As dancers closed out 1947 swinging to the tunes of the Erskine Hawkins Orchestra in the Ronceverte Armory, they quickly caught their second wind when famed drummer Gene Krupa and his orchestra came to town for a dance in the same venue on June 6, 1948. The Smithsonian Magazine described Krupa as the “first superstar drummer.”
Born in Chicago in 1948, Krupa began playing the saxophone at age 6 but switched to drums because they were the cheapest thing in the music store. A Catholic, he followed his mother’s wishes and attended St. Joseph’s College to study for the priesthood. He abandoned those plans and was soon playing with great band leaders like Eddie Condon and Glenn Miller and alongside musicians like Bix Beiderbecke on Cornet and Coleman Hawkins on Sax.

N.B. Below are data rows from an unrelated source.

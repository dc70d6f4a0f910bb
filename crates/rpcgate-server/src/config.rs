//! Gateway configuration
//!
//! Loaded once from the environment at startup and applied to explicit
//! handles. Applying the same configuration twice leaves the gateway unchanged.

use std::env;
use std::net::SocketAddr;
use std::str::FromStr;
use std::time::Duration;

use rpcgate_core::{DeployError, Deployer, STATELESS_ARCHIVE, ValidatorSettings};

pub const DEFAULT_INTROSPECTION_URL: &str = "http://localhost:50831/introspect";
pub const DEFAULT_CLIENT_ID: &str = "elytron-client";
pub const DEFAULT_INTROSPECTION_TIMEOUT: Duration = Duration::from_secs(5);
pub const DEFAULT_PURGE_INTERVAL: Duration = Duration::from_secs(60);

#[derive(Debug, thiserror::Error)]
pub enum ConfigError {
    #[error("{name} is not a valid value: {value}")]
    Invalid { name: &'static str, value: String },

    #[error("failed to build HTTP client: {0}")]
    HttpClient(String),

    #[error("failed to apply deployment: {0}")]
    Deploy(#[from] DeployError),
}

/// A deployment requested at startup, written `name` or `name=archive`.
#[derive(Debug, Clone, PartialEq, Eq)]
pub struct DeploySpec {
    pub name: String,
    pub archive: String,
}

impl FromStr for DeploySpec {
    type Err = String;

    fn from_str(s: &str) -> Result<Self, Self::Err> {
        let s = s.trim();
        let (name, archive) = match s.split_once('=') {
            Some((name, archive)) => (name.trim(), archive.trim()),
            None => (s, STATELESS_ARCHIVE),
        };
        if name.is_empty() || archive.is_empty() {
            return Err(s.to_string());
        }
        Ok(Self {
            name: name.to_string(),
            archive: archive.to_string(),
        })
    }
}

#[derive(Clone)]
pub struct GatewayConfig {
    pub bind: SocketAddr,
    pub introspection_url: String,
    pub client_id: String,
    pub client_secret: Option<String>,
    pub introspection_timeout: Duration,
    pub validator: ValidatorSettings,
    pub purge_interval: Duration,
    pub deployments: Vec<DeploySpec>,
}

impl std::fmt::Debug for GatewayConfig {
    fn fmt(&self, f: &mut std::fmt::Formatter<'_>) -> std::fmt::Result {
        f.debug_struct("GatewayConfig")
            .field("bind", &self.bind)
            .field("introspection_url", &self.introspection_url)
            .field("client_id", &self.client_id)
            .field(
                "client_secret",
                &self.client_secret.as_ref().map(|_| "[REDACTED]"),
            )
            .field("introspection_timeout", &self.introspection_timeout)
            .field("validator", &self.validator)
            .field("purge_interval", &self.purge_interval)
            .field("deployments", &self.deployments)
            .finish()
    }
}

impl Default for GatewayConfig {
    fn default() -> Self {
        Self {
            bind: SocketAddr::from(([127, 0, 0, 1], 8180)),
            introspection_url: DEFAULT_INTROSPECTION_URL.to_string(),
            client_id: DEFAULT_CLIENT_ID.to_string(),
            client_secret: None,
            introspection_timeout: DEFAULT_INTROSPECTION_TIMEOUT,
            validator: ValidatorSettings::default(),
            purge_interval: DEFAULT_PURGE_INTERVAL,
            deployments: Vec::new(),
        }
    }
}

fn parse<T: FromStr>(name: &'static str, value: String) -> Result<T, ConfigError> {
    value
        .trim()
        .parse()
        .map_err(|_| ConfigError::Invalid { name, value })
}

impl GatewayConfig {
    pub fn from_env() -> Result<Self, ConfigError> {
        Self::from_lookup(|name| env::var(name).ok())
    }

    pub fn from_lookup<F>(lookup: F) -> Result<Self, ConfigError>
    where
        F: Fn(&str) -> Option<String>,
    {
        let mut config = Self::default();

        if let Some(v) = lookup("RPCGATE_BIND") {
            config.bind = parse("RPCGATE_BIND", v)?;
        }
        if let Some(v) = lookup("RPCGATE_INTROSPECTION_URL") {
            config.introspection_url = v;
        }
        if let Some(v) = lookup("RPCGATE_CLIENT_ID") {
            config.client_id = v;
        }
        config.client_secret = lookup("RPCGATE_CLIENT_SECRET").filter(|s| !s.is_empty());

        if let Some(v) = lookup("RPCGATE_INTROSPECTION_TIMEOUT_MS") {
            config.introspection_timeout =
                Duration::from_millis(parse("RPCGATE_INTROSPECTION_TIMEOUT_MS", v)?);
        }
        if let Some(v) = lookup("RPCGATE_TOKEN_CACHE_MAX_TTL_SECS") {
            config.validator.max_cache_ttl =
                Duration::from_secs(parse("RPCGATE_TOKEN_CACHE_MAX_TTL_SECS", v)?);
        }
        if let Some(v) = lookup("RPCGATE_BACKOFF_INITIAL_MS") {
            config.validator.backoff_initial =
                Duration::from_millis(parse("RPCGATE_BACKOFF_INITIAL_MS", v)?);
        }
        if let Some(v) = lookup("RPCGATE_BACKOFF_MAX_MS") {
            config.validator.backoff_max =
                Duration::from_millis(parse("RPCGATE_BACKOFF_MAX_MS", v)?);
        }
        if let Some(v) = lookup("RPCGATE_CACHE_PURGE_SECS") {
            config.purge_interval = Duration::from_secs(parse("RPCGATE_CACHE_PURGE_SECS", v)?);
        }
        if let Some(v) = lookup("RPCGATE_DEPLOY") {
            config.deployments = v
                .split(',')
                .filter(|s| !s.trim().is_empty())
                .map(|s| {
                    s.parse::<DeploySpec>().map_err(|bad| ConfigError::Invalid {
                        name: "RPCGATE_DEPLOY",
                        value: bad,
                    })
                })
                .collect::<Result<Vec<_>, ConfigError>>()?;
        }

        Ok(config)
    }
}

/// Deploys every requested archive. Safe to call again with the same specs.
pub fn apply_deployments(deployer: &Deployer, specs: &[DeploySpec]) -> Result<(), ConfigError> {
    for spec in specs {
        let generation = deployer.deploy(&spec.name, &spec.archive)?;
        tracing::info!(deployment = %spec.name, archive = %spec.archive, generation, "Applied startup deployment");
    }
    Ok(())
}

In 1934, he joined the Benny Goodman band. His skill as a drummer, good looks, and showmanship propelled Krupa to star power. His composition with Goodman of “Sing, Sing, Sing” helped the band become as successful as it did. After a falling-out with Goodman, Krupa formed his own band that had its first performance in 1938 at Atlantic City’s Steel Pier.
While Krupa continued performing, he appeared in several films, and in 1959 the actor Sal Mineo played Krupa in the film, The Gene Krupa Story, with a cameo by his former vocalist, Anita O’Day. Krupa died in 1973 at age 64.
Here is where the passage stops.